We should try, as far as possible, to make predicted grades just that; predictions of the grades our students will achieve. There is no evidence that ‘aspirational’ target grades act as a motivational force for either students or teachers and they can sometimes become counter-productive in increasing stress for staff and students alike.

“Flight paths for pupils with similar starting points are not valid”

You may not be shocked to hear that those perfectly straight, colour-coded lines which are used to determine the progress a student makes from KS2 through to GCSE results are not accurate reflectors of the teaching and learning process. Within my subject there can be big variances from one assessment to the next in terms of difficulty of material, availability of notes and writing frames for students and time since the material was taught, not to mention the day-to-day variances in student behaviour, understanding and mood.

The report gives the example of Linton Village College, a secondary school in Cambridgeshire. They scrapped whole-school data drops and marking frequency requirements and set out to pursue a “meaningful and manageable” policy where subject teams have assessment deadlines that sit within curricula and subject leaders have greater freedom and autonomy over assessment and data within their departments.

Advice to Schools

This part of the report is the clearest in setting out what schools should do to mitigate the poor use of data.
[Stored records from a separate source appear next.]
//! Geometry backend strategies.
//!
//! A [`Grid`](crate::grid::Grid) is generic over its backend, so every
//! accessor call is resolved statically to one of:
//! - [`Flat`]: closed-form Minkowski metric, no storage, no collaborator;
//! - [`Direct`]: recompute through the embedding on every call;
//! - [`Cached`]: look up a [`GeometryCache`] filled once at construction.
//!
//! [`ConfiguredBackend`] names the strategy `Grid::new` builds; it is
//! [`Cached`] unless the crate is built with the `no-cache` feature.

use crate::coords::{CoordinateEmbedding, EmbeddingCoord, NativeCoord};
use crate::geometry_error::GeometryError;
use crate::grid::cache::{GeometryCache, init_geometry_cache};
use crate::grid::config::GeometryConfig;
use crate::grid::validate::check_third_axis_invariance;
use crate::grid::Location;
use crate::mesh::ZoneCoordinates;
use crate::tensor::{self, Connection, Tensor4, ZERO_CONNECTION};

/// Numeric answers for the geometry facade.
///
/// Metric quantities are functions of `(loc, i, j)` only. Backends that consult
/// coordinates evaluate them at `k = 0`.
pub trait GeometryBackend: Send + Sync {
    /// Full covariant metric at `(loc, i, j)`.
    fn gcov_tensor(&self, zones: &ZoneCoordinates<'_>, loc: Location, i: usize, j: usize)
    -> Tensor4;

    /// Full contravariant metric at `(loc, i, j)`.
    fn gcon_tensor(&self, zones: &ZoneCoordinates<'_>, loc: Location, i: usize, j: usize)
    -> Tensor4;

    /// `sqrt(|det g|)` at `(loc, i, j)`.
    fn gdet(&self, zones: &ZoneCoordinates<'_>, loc: Location, i: usize, j: usize) -> f64;

    /// Full connection at the center of zone `(i, j)`.
    fn conn_tensor(&self, zones: &ZoneCoordinates<'_>, i: usize, j: usize) -> Connection;

    /// Map native to embedding coordinates.
    fn embed(&self, x: &NativeCoord) -> EmbeddingCoord;

    /// Single covariant component.
    #[inline]
    fn gcov(
        &self,
        zones: &ZoneCoordinates<'_>,
        loc: Location,
        i: usize,
        j: usize,
        mu: usize,
        nu: usize,
    ) -> f64 {
        self.gcov_tensor(zones, loc, i, j)[mu][nu]
    }

    /// Single contravariant component.
    #[inline]
    fn gcon(
        &self,
        zones: &ZoneCoordinates<'_>,
        loc: Location,
        i: usize,
        j: usize,
        mu: usize,
        nu: usize,
    ) -> f64 {
        self.gcon_tensor(zones, loc, i, j)[mu][nu]
    }

    /// Single connection component `Γ^mu_{nu lam}`.
    #[inline]
    fn conn(
        &self,
        zones: &ZoneCoordinates<'_>,
        i: usize,
        j: usize,
        mu: usize,
        nu: usize,
        lam: usize,
    ) -> f64 {
        self.conn_tensor(zones, i, j)[mu][nu][lam]
    }
}

/// A backend built from a coordinate-embedding collaborator.
pub trait EmbeddedBackend<E: CoordinateEmbedding>: GeometryBackend + Sized {
    /// Build the backend for the zones of one block.
    fn build(
        embedding: E,
        zones: ZoneCoordinates<'_>,
        config: &GeometryConfig,
    ) -> Result<Self, GeometryError>;
}

/// Strategy built by [`Grid::new`](crate::grid::Grid::new).
#[cfg(not(feature = "no-cache"))]
pub type ConfiguredBackend<E> = Cached<E>;
/// Strategy built by [`Grid::new`](crate::grid::Grid::new).
#[cfg(feature = "no-cache")]
pub type ConfiguredBackend<E> = Direct<E>;

/// Flat-space metric `diag(-1, 1, 1, 1)` everywhere, zero connection.
#[derive(Clone, Copy, Debug, Default, PartialEq, Eq)]
pub struct Flat;

impl GeometryBackend for Flat {
    #[inline]
    fn gcov_tensor(&self, _: &ZoneCoordinates<'_>, _: Location, _: usize, _: usize) -> Tensor4 {
        tensor::minkowski()
    }

    #[inline]
    fn gcon_tensor(&self, _: &ZoneCoordinates<'_>, _: Location, _: usize, _: usize) -> Tensor4 {
        tensor::minkowski()
    }

    #[inline]
    fn gdet(&self, _: &ZoneCoordinates<'_>, _: Location, _: usize, _: usize) -> f64 {
        1.0
    }

    #[inline]
    fn conn_tensor(&self, _: &ZoneCoordinates<'_>, _: usize, _: usize) -> Connection {
        ZERO_CONNECTION
    }

    #[inline]
    fn embed(&self, x: &NativeCoord) -> EmbeddingCoord {
        *x
    }

    #[inline]
    fn gcov(
        &self,
        _: &ZoneCoordinates<'_>,
        _: Location,
        _: usize,
        _: usize,
        mu: usize,
        nu: usize,
    ) -> f64 {
        tensor::minkowski_component(mu, nu)
    }

    #[inline]
    fn gcon(
        &self,
        _: &ZoneCoordinates<'_>,
        _: Location,
        _: usize,
        _: usize,
        mu: usize,
        nu: usize,
    ) -> f64 {
        tensor::minkowski_component(mu, nu)
    }

    #[inline]
    fn conn(
        &self,
        _: &ZoneCoordinates<'_>,
        _: usize,
        _: usize,
        _: usize,
        _: usize,
        _: usize,
    ) -> f64 {
        0.0
    }
}

/// Recompute every quantity through the embedding on each call.
///
/// Slow; answers equal [`Cached`] for the same embedding.
#[derive(Clone, Debug)]
pub struct Direct<E> {
    embedding: E,
}

impl<E: CoordinateEmbedding> GeometryBackend for Direct<E> {
    fn gcov_tensor(&self, zones: &ZoneCoordinates<'_>, loc: Location, i: usize, j: usize) -> Tensor4 {
        self.embedding
            .metric_cov_at_native(&zones.native(i, j, 0, loc))
    }

    fn gcon_tensor(&self, zones: &ZoneCoordinates<'_>, loc: Location, i: usize, j: usize) -> Tensor4 {
        let g = self.gcov_tensor(zones, loc, i, j);
        self.embedding.invert_metric(&g).0
    }

    fn gdet(&self, zones: &ZoneCoordinates<'_>, loc: Location, i: usize, j: usize) -> f64 {
        let g = self.gcov_tensor(zones, loc, i, j);
        self.embedding.invert_metric(&g).1
    }

    fn conn_tensor(&self, zones: &ZoneCoordinates<'_>, i: usize, j: usize) -> Connection {
        self.embedding
            .connection_at_native(&zones.native(i, j, 0, Location::Center))
    }

    fn embed(&self, x: &NativeCoord) -> EmbeddingCoord {
        self.embedding.coord_to_embedding(x)
    }
}

impl<E: CoordinateEmbedding> EmbeddedBackend<E> for Direct<E> {
    fn build(
        embedding: E,
        _zones: ZoneCoordinates<'_>,
        _config: &GeometryConfig,
    ) -> Result<Self, GeometryError> {
        Ok(Self { embedding })
    }
}

/// Look every quantity up in a cache filled once at construction.
///
/// Requires the metric to be independent of x3; see
/// [`CoordinateEmbedding::X3_INVARIANT`].
#[derive(Clone, Debug)]
pub struct Cached<E> {
    embedding: E,
    cache: GeometryCache,
}

impl<E> Cached<E> {
    /// The filled cache.
    pub fn cache(&self) -> &GeometryCache {
        &self.cache
    }
}

impl<E: CoordinateEmbedding> GeometryBackend for Cached<E> {
    #[inline]
    fn gcov_tensor(&self, _: &ZoneCoordinates<'_>, loc: Location, i: usize, j: usize) -> Tensor4 {
        *self.cache.gcov(loc, i, j)
    }

    #[inline]
    fn gcon_tensor(&self, _: &ZoneCoordinates<'_>, loc: Location, i: usize, j: usize) -> Tensor4 {
        *self.cache.gcon(loc, i, j)
    }

    #[inline]
    fn gdet(&self, _: &ZoneCoordinates<'_>, loc: Location, i: usize, j: usize) -> f64 {
        self.cache.gdet(loc, i, j)
    }

    #[inline]
    fn conn_tensor(&self, _: &ZoneCoordinates<'_>, i: usize, j: usize) -> Connection {
        *self.cache.conn(i, j)
    }

    fn embed(&self, x: &NativeCoord) -> EmbeddingCoord {
        self.embedding.coord_to_embedding(x)
    }

    #[inline]
    fn gcov(
        &self,
        _: &ZoneCoordinates<'_>,
        loc: Location,
        i: usize,
        j: usize,
        mu: usize,
        nu: usize,
    ) -> f64 {
        self.cache.gcov(loc, i, j)[mu][nu]
    }

    #[inline]
    fn gcon(
        &self,
        _: &ZoneCoordinates<'_>,
        loc: Location,
        i: usize,
        j: usize,
        mu: usize,
        nu: usize,
    ) -> f64 {
        self.cache.gcon(loc, i, j)[mu][nu]
    }

    #[inline]
    fn conn(
        &self,
        _: &ZoneCoordinates<'_>,
        i: usize,
        j: usize,
        mu: usize,
        nu: usize,
        lam: usize,
    ) -> f64 {
        self.cache.conn(i, j)[mu][nu][lam]
    }
}

impl<E: CoordinateEmbedding> EmbeddedBackend<E> for Cached<E> {
    fn build(
        embedding: E,
        zones: ZoneCoordinates<'_>,
        config: &GeometryConfig,
    ) -> Result<Self, GeometryError> {
        if !E::X3_INVARIANT {
            return Err(GeometryError::ThirdAxisDependent);
        }
        if config.check_third_axis {
            check_third_axis_invariance(&embedding, zones, config.invariance_tolerance)?;
        }
        let cache = init_geometry_cache(&embedding, zones);
        Ok(Self { embedding, cache })
    }
}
The recommendations should ensure that the use of data has a clear purpose which is relevant to the audience for which it is collected, that there is a precision about how data is collected and what can be inferred from it and that the amount of data and the frequency of its collection is proportionate.

Here are the key recommendations which you need to consider whether you are an NQT or a headteacher.

School and trust leaders should:

  • minimise or eliminate the number of pieces of information teachers are expected to compile
  • understand the quality and purpose of assessments being used in their school

School and trust leaders should not:

  • have more than two or three attainment data collection points a year, which should be used to inform clear actions
  • make pay progression for teachers dependent on quantitative assessment metrics, such as test outcomes

Unfortunately, though the report was commissioned by the DfE and both Ofsted and the DfE have ‘accepted its findings’, there is no move towards implementing any of its recommendations through statutory instruments (as far as I can see). Instead it is up to the unions and individual teachers within schools to disseminate these nuggets and use it as a tool to reduce workload, stress and attrition from the profession. I suspect many will be put off from even skimming it due to its dreary name and a perceived disinterest in ‘data’ but I have found it a very useful tool to have in my arsenal when discussing something which is now one of the top three concerns of teachers working in this profession.